Task directions: Print the data below exactly as it appears.

Source records
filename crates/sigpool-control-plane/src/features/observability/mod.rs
pub mod controller;
pub mod repo;
pub mod service;
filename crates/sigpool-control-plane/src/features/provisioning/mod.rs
pub mod controller;
pub mod readiness;
pub mod service;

Task answer:
filename crates/sigpool-control-plane/src/features/observability/mod.rs
pub mod controller;
pub mod repo;
pub mod service;
filename crates/sigpool-control-plane/src/features/provisioning/mod.rs
pub mod controller;
pub mod readiness;
pub mod service;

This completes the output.